Voyado incident

[Engage] System Performance Degradation

Voyado experienced a minor incident on September 8, 2025 affecting API and Web Application and 1 more component, lasting 47m. The incident has been resolved; the full update timeline is below.

Started: Sep 08, 2025, 10:27 AM UTC
Resolved: Sep 08, 2025, 11:15 AM UTC
Duration: 47m
Detected by Pingoru: Sep 08, 2025, 10:27 AM UTC

Affected components

APIWeb ApplicationMessagingAutomations3rd Party Integrations

Update timeline

investigating Sep 08, 2025, 10:27 AM UTC

We are currently investigating indications of general slowness and degraded performance. Users may experience unusually long loading times and slow/unresponsive APIs, this may also affect processing times in automations and sendouts.
investigating Sep 08, 2025, 10:34 AM UTC

We are continuing to investigate the issue with top priority. We can see that many areas of the platform are currently affected by the disturbance, from slow/unresponsive APIs to delays in automations and message delivery.
identified Sep 08, 2025, 10:45 AM UTC

We have identified the issue and taken remediative actions.

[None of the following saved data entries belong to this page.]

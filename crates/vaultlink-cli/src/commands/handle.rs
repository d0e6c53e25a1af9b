//! `vaultlink handle`: route an interrupt and drive its consent flow

use std::path::{Path, PathBuf};
use std::sync::Arc;
use std::time::Duration;

use anyhow::{bail, Context, Result};
use clap::Args;
use serde_json::Value;
use tokio::io::{AsyncBufReadExt, AsyncReadExt, BufReader, Lines, Stdin};
use tokio::sync::Notify;
use url::Url;
use vaultlink_core::{
    ConsentConfig, ConsentFlow, DeviceClass, DeviceClassifier, FlowKind, FlowMode,
    InterruptRouter, InterruptSignal, ModeSelector, PopupOptions, PopupState, TriggerOutcome,
    UserAgentClassifier,
};

use crate::browser::{terminal_context, AppLocation, SystemBrowser};
use crate::return_listener::ReturnListener;

/// Popup wait when `popup_max_wait_secs` is not configured
pub const DEFAULT_POPUP_WAIT: Duration = Duration::from_secs(300);

pub const AFTER_HELP: &str = "\
Popup mode detects completion when the browser returns to a local page
(http://127.0.0.1:<port>/close). The web app must accept that absolute
returnTo. If it only allows relative paths, press Enter once you have
authorized, or the wait ends after popup_max_wait_secs (300 by default).

When the interrupt is read from stdin there is no keyboard left to
confirm with, so the flow starts right away.";

#[derive(Args, Debug)]
pub struct HandleArgs {
    /// Interrupt JSON file, or `-` for stdin
    #[arg(default_value = "-")]
    pub input: PathBuf,

    /// Flow mode (popup, redirect, auto); defaults to the config file
    #[arg(long)]
    pub mode: Option<FlowMode>,

    /// User agent to classify in auto mode
    #[arg(long)]
    pub user_agent: Option<String>,

    /// Start the flow without waiting for Enter
    #[arg(short, long)]
    pub yes: bool,

    /// Print URLs instead of opening the system browser
    #[arg(long)]
    pub no_browser: bool,
}

type Keyboard = Lines<BufReader<Stdin>>;

/// Accepts a runtime interrupt (`{"value": ..., "ns": [...]}`) or a bare value
pub fn parse_signal(raw: &str) -> Result<InterruptSignal> {
    let json: Value = serde_json::from_str(raw).context("Interrupt is not valid JSON")?;
    if json.get("value").is_some() {
        Ok(serde_json::from_value(json).context("Malformed interrupt envelope")?)
    } else {
        Ok(InterruptSignal::new(json))
    }
}

fn reads_stdin(input: &Path) -> bool {
    input.as_os_str() == "-"
}

async fn read_input(input: &Path) -> Result<String> {
    if reads_stdin(input) {
        let mut raw = String::new();
        tokio::io::stdin()
            .read_to_string(&mut raw)
            .await
            .context("Failed to read interrupt from stdin")?;
        Ok(raw)
    } else {
        tokio::fs::read_to_string(input)
            .await
            .with_context(|| format!("Failed to read {}", input.display()))
    }
}

/// Stdin for Enter presses, unless `--yes` or the interrupt already drained it
fn keyboard(args: &HandleArgs) -> Option<Keyboard> {
    if args.yes {
        return None;
    }
    if reads_stdin(&args.input) {
        tracing::debug!("Interrupt came from stdin, starting without confirmation");
        return None;
    }
    Some(BufReader::new(tokio::io::stdin()).lines())
}

/// Next line from the keyboard; never resolves without one
async fn next_line(keyboard: &mut Option<Keyboard>) -> Result<Option<String>> {
    match keyboard {
        Some(lines) => Ok(lines.next_line().await?),
        None => std::future::pending().await,
    }
}

fn classifier(args: &HandleArgs, config: &ConsentConfig) -> Arc<dyn DeviceClassifier> {
    match args.user_agent.as_ref().or(config.user_agent.as_ref()) {
        Some(ua) => Arc::new(UserAgentClassifier::new(ua.as_str())),
        // A terminal session is a desktop
        None => Arc::new(DeviceClass::Desktop),
    }
}

/// Mode decision and the resources it needs
struct FlowSetup {
    selector: ModeSelector,
    kind: FlowKind,
    listener: Option<Arc<ReturnListener>>,
}

/// Configured popup options; a terminal never waits without a bound
fn popup_options(config: &ConsentConfig) -> PopupOptions {
    let mut options = config.popup_options();
    options.max_wait.get_or_insert(DEFAULT_POPUP_WAIT);
    options
}

impl FlowSetup {
    fn new(args: &HandleArgs, config: &ConsentConfig) -> Result<Self> {
        let selector = ModeSelector::new(classifier(args, config))
            .with_popup_options(popup_options(config));
        let kind = selector.resolve(args.mode.unwrap_or(config.mode));
        let listener = match kind {
            FlowKind::Popup => Some(Arc::new(ReturnListener::bind()?)),
            FlowKind::Redirect => None,
        };

        Ok(Self {
            selector,
            kind,
            listener,
        })
    }
}

pub async fn execute(args: HandleArgs, config: &ConsentConfig, origin: Url) -> Result<()> {
    let raw = read_input(&args.input).await?;
    let signal = parse_signal(&raw)?;
    let setup = FlowSetup::new(&args, config)?;
    run(&args, config, origin, &signal, setup, keyboard(&args)).await
}

async fn run(
    args: &HandleArgs,
    config: &ConsentConfig,
    origin: Url,
    signal: &InterruptSignal,
    setup: FlowSetup,
    mut keyboard: Option<Keyboard>,
) -> Result<()> {
    let FlowSetup {
        selector,
        kind,
        listener,
    } = setup;

    let mut routing = config.routing();
    if let Some(listener) = &listener {
        if routing.return_to.is_none() {
            routing.return_to = Some(listener.close_url().to_string());
        }
    }

    let browser = terminal_context(
        AppLocation::new(origin, config.page_path.as_str()),
        SystemBrowser::new(!args.no_browser, listener),
    );

    let finished = Arc::new(Notify::new());
    let on_finish = {
        let finished = finished.clone();
        Arc::new(move || finished.notify_one())
    };

    let router = InterruptRouter::new(selector, browser, on_finish)
        .with_mode(FlowMode::from(kind))
        .with_auth(routing);

    let Some(routed) = router.route(Some(signal)) else {
        println!("No authorization interrupt to handle.");
        return Ok(());
    };

    loop {
        println!("\n{}\n", routed.view());
        if keyboard.is_some() {
            println!("Press Enter to continue, Ctrl+C to cancel.");
            if next_line(&mut keyboard).await?.is_none() {
                bail!("Input closed before the flow was started");
            }
        }

        match routed.flow.trigger()? {
            TriggerOutcome::Opened(url) => {
                tracing::debug!(url = %url, "Popup opened");
                break;
            }
            TriggerOutcome::AlreadyOpen => break,
            TriggerOutcome::Navigated(_) => {
                println!("Continue in your browser; the page will return to the app when done.");
                return Ok(());
            }
            TriggerOutcome::Blocked => {
                println!("Could not open a browser window.");
                if keyboard.is_none() {
                    bail!("Popup could not be opened");
                }
            }
        }
    }

    println!("{}", routed.view());
    wait_for_popup(&routed.flow, &finished, &mut keyboard).await
}

async fn wait_for_popup(
    flow: &ConsentFlow,
    finished: &Notify,
    keyboard: &mut Option<Keyboard>,
) -> Result<()> {
    let ConsentFlow::Popup(popup) = flow else {
        return Ok(());
    };
    if keyboard.is_some() {
        println!("Press Enter once you have finished in the browser.");
    }

    let mut check = tokio::time::interval(Duration::from_secs(1));
    loop {
        tokio::select! {
            _ = finished.notified() => {
                println!("Authorization complete.");
                return Ok(());
            }
            line = next_line(keyboard) => {
                popup.unmount();
                match line? {
                    Some(_) => {
                        println!("Marked as complete.");
                        return Ok(());
                    }
                    None => bail!("Input closed while waiting for authorization"),
                }
            }
            _ = tokio::signal::ctrl_c() => {
                popup.unmount();
                bail!("Cancelled");
            }
            _ = check.tick() => {
                // Idle while polling means the popup was given up on
                if popup.state() == PopupState::Idle {
                    bail!("Gave up waiting for the authorization window");
                }
            }
        }
    }
}

#[cfg(test)]
mod tests {
    use std::io::Write;

    use super::*;

    const INTERRUPT: &str = r#"{
        "name": "AUTH0_AI_INTERRUPT",
        "code": "TOKEN_VAULT_ERROR",
        "message": "Authorization required to access your calendar",
        "connection": "google-oauth2",
        "requiredScopes": ["openid"]
    }"#;

    #[test]
    fn test_parse_bare_value() {
        let signal = parse_signal(INTERRUPT).unwrap();
        assert!(signal.ns.is_none());
        assert!(vaultlink_core::is_authorization_interrupt(&signal.value));
    }

    #[test]
    fn test_parse_envelope() {
        let raw = format!(r#"{{"value": {}, "ns": ["tools:", "42"]}}"#, INTERRUPT);
        let signal = parse_signal(&raw).unwrap();
        assert_eq!(signal.key(), "tools:42");
        assert!(vaultlink_core::is_authorization_interrupt(&signal.value));
    }

    #[test]
    fn test_parse_invalid_json() {
        assert!(parse_signal("{not json").is_err());
    }

    #[test]
    fn test_classifier_prefers_flag() {
        let args = HandleArgs {
            input: PathBuf::from("-"),
            mode: None,
            user_agent: Some("Mozilla/5.0 (iPhone; CPU iPhone OS 17_1 like Mac OS X)".into()),
            yes: true,
            no_browser: true,
        };
        let config = ConsentConfig::default();
        assert_eq!(classifier(&args, &config).classify(), DeviceClass::Mobile);

        let args = HandleArgs {
            user_agent: None,
            ..args
        };
        assert_eq!(classifier(&args, &config).classify(), DeviceClass::Desktop);
    }

    #[tokio::test]
    async fn test_non_authorization_interrupt_is_noop() {
        let mut file = tempfile::NamedTempFile::new().unwrap();
        write!(file, r#"{{"value": {{"question": "Proceed?"}}}}"#).unwrap();

        let args = HandleArgs {
            input: file.path().to_path_buf(),
            mode: Some(FlowMode::Redirect),
            user_agent: None,
            yes: true,
            no_browser: true,
        };
        let origin = Url::parse("http://localhost:5173").unwrap();
        execute(args, &ConsentConfig::default(), origin).await.unwrap();
    }

    #[tokio::test]
    async fn test_redirect_flow_completes_in_browser() {
        let mut file = tempfile::NamedTempFile::new().unwrap();
        write!(file, "{}", INTERRUPT).unwrap();

        let args = HandleArgs {
            input: file.path().to_path_buf(),
            mode: Some(FlowMode::Redirect),
            user_agent: None,
            yes: true,
            no_browser: true,
        };
        let origin = Url::parse("http://localhost:5173").unwrap();
        execute(args, &ConsentConfig::default(), origin).await.unwrap();
    }

    fn origin() -> Url {
        Url::parse("http://localhost:5173").unwrap()
    }

    #[tokio::test]
    async fn test_keyboard_only_when_stdin_is_free() {
        let piped = HandleArgs {
            input: PathBuf::from("-"),
            mode: None,
            user_agent: None,
            yes: false,
            no_browser: true,
        };
        assert!(keyboard(&piped).is_none());

        let confirmed = HandleArgs {
            input: PathBuf::from("interrupt.json"),
            yes: true,
            ..piped
        };
        assert!(keyboard(&confirmed).is_none());

        let interactive = HandleArgs {
            yes: false,
            ..confirmed
        };
        assert!(keyboard(&interactive).is_some());
    }

    #[tokio::test]
    async fn test_piped_interrupt_starts_without_confirmation() {
        let args = HandleArgs {
            input: PathBuf::from("-"),
            mode: Some(FlowMode::Redirect),
            user_agent: None,
            yes: false,
            no_browser: true,
        };
        let config = ConsentConfig::default();
        let setup = FlowSetup::new(&args, &config).unwrap();
        let signal = parse_signal(INTERRUPT).unwrap();

        run(&args, &config, origin(), &signal, setup, keyboard(&args))
            .await
            .unwrap();
    }

    #[test]
    fn test_popup_wait_is_bounded() {
        let options = popup_options(&ConsentConfig::default());
        assert_eq!(options.max_wait, Some(DEFAULT_POPUP_WAIT));

        let config = ConsentConfig {
            popup_max_wait_secs: Some(30),
            ..Default::default()
        };
        assert_eq!(popup_options(&config).max_wait, Some(Duration::from_secs(30)));
    }

    #[tokio::test]
    async fn test_popup_finishes_when_browser_reaches_close_page() {
        let args = HandleArgs {
            input: PathBuf::from("-"),
            mode: Some(FlowMode::Popup),
            user_agent: None,
            yes: true,
            no_browser: true,
        };
        let config = ConsentConfig {
            poll_interval_ms: 20,
            ..Default::default()
        };
        let setup = FlowSetup::new(&args, &config).unwrap();
        let close_url = setup.listener.as_ref().unwrap().close_url().clone();

        // Stands in for the browser landing on the return page
        let returning = tokio::spawn(async move {
            loop {
                tokio::time::sleep(Duration::from_millis(50)).await;
                let _ = reqwest::get(close_url.clone()).await;
            }
        });

        let signal = parse_signal(INTERRUPT).unwrap();
        let result = tokio::time::timeout(
            Duration::from_secs(10),
            run(&args, &config, origin(), &signal, setup, None),
        )
        .await;
        returning.abort();
        result.expect("popup flow did not finish").unwrap();
    }
}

We are not yet at normal operations but we see indications that the delays are decreasing.
resolved Sep 08, 2025, 11:15 AM UTC

The remediative actions had the desired effect and we are now back at normal operations.
postmortem Sep 25, 2025, 11:51 AM UTC

## Summary On September 8th 2025, our platform experienced degraded performance due to an unexpected surge in traffic. This led to delays in processing and temporary errors across some services. ## Customer Impact During the incident, some customers encountered error responses from APIs and delays in automations, scheduled jobs, and outbound communications. All delayed messages were eventually processed and delivered once the issue was resolved. ## Root Cause and Mitigation The disruption was caused by an unexpected increase in usage patterns that placed a heavy load on the underlying systems. This created bottlenecks in message processing, resulting in delays and errors. The issue was resolved by redistributing system load, which restored normal operation. ## Next Steps We are reviewing system capacity and safeguards to ensure more resilience against sudden changes in usage. Improvements are planned in monitoring, load management, and isolation to reduce the likelihood of similar incidents in the future.